[EXERCISE INPUTS — start]
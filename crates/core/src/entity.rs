//! Identity of stored domain objects.

/// Something the store hands out an id for.
///
/// Two entities are the same entity when their ids match, however much their
/// other fields differ (a renamed warehouse is still that warehouse).
pub trait Entity {
    type Id: Copy + Eq + core::hash::Hash + core::fmt::Debug + core::fmt::Display;

    fn id(&self) -> &Self::Id;

    fn same_identity(&self, other: &Self) -> bool {
        self.id() == other.id()
    }
}
use axum::{http::StatusCode, response::IntoResponse, Json};

pub async fn health() -> impl IntoResponse {
    (StatusCode::OK, Json(serde_json::json!({ "status": "ok" })))
}
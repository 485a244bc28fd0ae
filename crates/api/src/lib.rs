//! HTTP API: JSON endpoints, server-rendered pages, and request/response mapping.

pub mod app;
pub mod middleware;
use std::collections::BTreeMap;
use std::sync::RwLock;

use async_trait::async_trait;

use stockroom_core::{Entity, ItemId, WarehouseId};
use stockroom_inventory::{Item, NewItem, NewWarehouse, Warehouse, WarehouseChange};

use super::{StoreError, WarehouseStore};

#[derive(Debug, Clone)]
struct WarehouseRecord {
    name: String,
    location: String,
    description: String,
}

#[derive(Debug, Default)]
struct State {
    // Ids only ever grow, so key order is insertion order.
    warehouses: BTreeMap<WarehouseId, WarehouseRecord>,
    items: BTreeMap<ItemId, Item>,
    last_warehouse_id: i64,
    last_item_id: i64,
}

impl State {
    fn items_of(&self, warehouse_id: WarehouseId) -> Vec<Item> {
        self.items
            .values()
            .filter(|i| i.warehouse_id() == warehouse_id)
            .cloned()
            .collect()
    }

    fn assemble(&self, id: WarehouseId, record: &WarehouseRecord) -> Warehouse {
        Warehouse::from_parts(
            id,
            record.name.clone(),
            record.location.clone(),
            record.description.clone(),
            self.items_of(id),
        )
    }

    fn name_taken_by_other(&self, name: &str, own: Option<WarehouseId>) -> bool {
        self.warehouses
            .iter()
            .any(|(id, r)| r.name == name && Some(*id) != own)
    }
}

/// In-memory warehouse store.
///
/// Intended for tests/dev. Not optimized for performance. Every operation
/// runs under a single lock acquisition, which makes it atomic.
#[derive(Debug, Default)]
pub struct InMemoryWarehouseStore {
    state: RwLock<State>,
}

impl InMemoryWarehouseStore {
    pub fn new() -> Self {
        Self::default()
    }

    fn read(&self) -> Result<std::sync::RwLockReadGuard<'_, State>, StoreError> {
        self.state
            .read()
            .map_err(|_| StoreError::Backend("lock poisoned".to_string()))
    }

    fn write(&self) -> Result<std::sync::RwLockWriteGuard<'_, State>, StoreError> {
        self.state
            .write()
            .map_err(|_| StoreError::Backend("lock poisoned".to_string()))
    }
}

#[async_trait]
impl WarehouseStore for InMemoryWarehouseStore {
    async fn insert_warehouse(&self, new: NewWarehouse) -> Result<Warehouse, StoreError> {
        let mut state = self.write()?;
        if state.name_taken_by_other(new.name.as_str(), None) {
            return Err(StoreError::DuplicateName(new.name.into_inner()));
        }

        state.last_warehouse_id += 1;
        let id = WarehouseId::new(state.last_warehouse_id);
        let record = WarehouseRecord {
            name: new.name.into_inner(),
            location: new.location,
            description: new.description,
        };
        let warehouse = state.assemble(id, &record);
        state.warehouses.insert(id, record);
        Ok(warehouse)
    }

    async fn find_warehouse(&self, id: WarehouseId) -> Result<Option<Warehouse>, StoreError> {
        let state = self.read()?;
        Ok(state.warehouses.get(&id).map(|r| state.assemble(id, r)))
    }

    async fn find_all_warehouses(&self) -> Result<Vec<Warehouse>, StoreError> {
        let state = self.read()?;
        Ok(state
            .warehouses
            .iter()
            .map(|(id, r)| state.assemble(*id, r))
            .collect())
    }

    async fn find_warehouse_by_name(&self, name: &str) -> Result<Option<Warehouse>, StoreError> {
        let state = self.read()?;
        Ok(state
            .warehouses
            .iter()
            .find(|(_, r)| r.name == name)
            .map(|(id, r)| state.assemble(*id, r)))
    }

    async fn update_warehouse(&self, id: WarehouseId, change: &WarehouseChange) -> Result<Warehouse, StoreError> {
        let mut state = self.write()?;
        let Some(record) = state.warehouses.get(&id) else {
            return Err(StoreError::NotFound);
        };
        if let Some(name) = &change.name {
            if state.name_taken_by_other(name.as_str(), Some(id)) {
                return Err(StoreError::DuplicateName(name.to_string()));
            }
        }

        let mut warehouse = state.assemble(id, record);
        warehouse.apply(change.clone());
        state.warehouses.insert(
            id,
            WarehouseRecord {
                name: warehouse.name().to_string(),
                location: warehouse.location().to_string(),
                description: warehouse.description().to_string(),
            },
        );
        Ok(warehouse)
    }

    async fn delete_warehouse(&self, id: WarehouseId) -> Result<(), StoreError> {
        let mut state = self.write()?;
        if state.warehouses.remove(&id).is_none() {
            return Err(StoreError::NotFound);
        }
        state.items.retain(|_, item| item.warehouse_id() != id);
        Ok(())
    }

    async fn insert_item(&self, warehouse_id: WarehouseId, new: NewItem) -> Result<Item, StoreError> {
        let mut state = self.write()?;
        if !state.warehouses.contains_key(&warehouse_id) {
            return Err(StoreError::WarehouseMissing);
        }

        state.last_item_id += 1;
        let item = Item::from_parts(
            ItemId::new(state.last_item_id),
            new.name,
            new.quantity,
            warehouse_id,
        );
        state.items.insert(*item.id(), item.clone());
        Ok(item)
    }

    async fn find_item(&self, id: ItemId) -> Result<Option<Item>, StoreError> {
        let state = self.read()?;
        Ok(state.items.get(&id).cloned())
    }

    async fn find_items_by_warehouse(&self, warehouse_id: WarehouseId) -> Result<Vec<Item>, StoreError> {
        let state = self.read()?;
        Ok(state.items_of(warehouse_id))
    }

    async fn delete_item(&self, warehouse_id: WarehouseId, item_id: ItemId) -> Result<(), StoreError> {
        let mut state = self.write()?;
        let owned = state
            .items
            .get(&item_id)
            .is_some_and(|item| item.warehouse_id() == warehouse_id);
        if !owned {
            return Err(StoreError::NotFound);
        }
        state.items.remove(&item_id);
        Ok(())
    }
}
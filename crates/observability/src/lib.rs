//! Tracing and logging setup shared by every binary in the workspace.

/// Tracing configuration (filters, output format).
pub mod tracing;

pub use crate::tracing::{LogFormat, ParseLogFormatError};

/// Initialize process-wide tracing/logging.
///
/// Safe to call multiple times; subsequent calls are no-ops.
pub fn init(format: LogFormat) {
    crate::tracing::init(format);
}
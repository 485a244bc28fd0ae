use std::sync::Arc;

use stockroom_infra::{
    AppConfig, InMemoryWarehouseStore, SqliteWarehouseStore, StoreBackend, StoreError,
    WarehouseService, WarehouseStore,
};

/// The store handle is shared behind `Arc<dyn WarehouseStore>` so the
/// backend is chosen at startup without making handlers generic.
pub type SharedWarehouseService = WarehouseService<Arc<dyn WarehouseStore>>;

#[derive(Clone)]
pub struct AppServices {
    pub warehouses: SharedWarehouseService,
}

impl AppServices {
    pub fn new(store: Arc<dyn WarehouseStore>) -> Self {
        Self {
            warehouses: WarehouseService::new(store),
        }
    }

    /// Volatile services for tests and local experiments.
    pub fn in_memory() -> Self {
        Self::new(Arc::new(InMemoryWarehouseStore::new()))
    }
}

/// Open the store selected by `config`.
pub async fn build_services(config: &AppConfig) -> Result<AppServices, StoreError> {
    let store: Arc<dyn WarehouseStore> = match config.store {
        StoreBackend::Memory => {
            tracing::warn!("using in-memory warehouse store; data is lost on restart");
            Arc::new(InMemoryWarehouseStore::new())
        }
        StoreBackend::Sqlite => {
            tracing::info!(database_url = %config.database_url, "opening sqlite warehouse store");
            Arc::new(SqliteWarehouseStore::connect(&config.database_url).await?)
        }
    };
    Ok(AppServices::new(store))
}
[EXERCISE INPUTS — finish]
WHAT THIS TASK INVOLVES:
Copy every line of the records above, starting with the first, up to and including the line containing "pub async fn health()".

ANSWER TO THIS EXERCISE:
filename crates/core/src/entity.rs
//! Identity of stored domain objects.

/// Something the store hands out an id for.
///
/// Two entities are the same entity when their ids match, however much their
/// other fields differ (a renamed warehouse is still that warehouse).
pub trait Entity {
    type Id: Copy + Eq + core::hash::Hash + core::fmt::Debug + core::fmt::Display;

    fn id(&self) -> &Self::Id;

    fn same_identity(&self, other: &Self) -> bool {
        self.id() == other.id()
    }
}
use axum::{http::StatusCode, response::IntoResponse, Json};

pub async fn health() -> impl IntoResponse {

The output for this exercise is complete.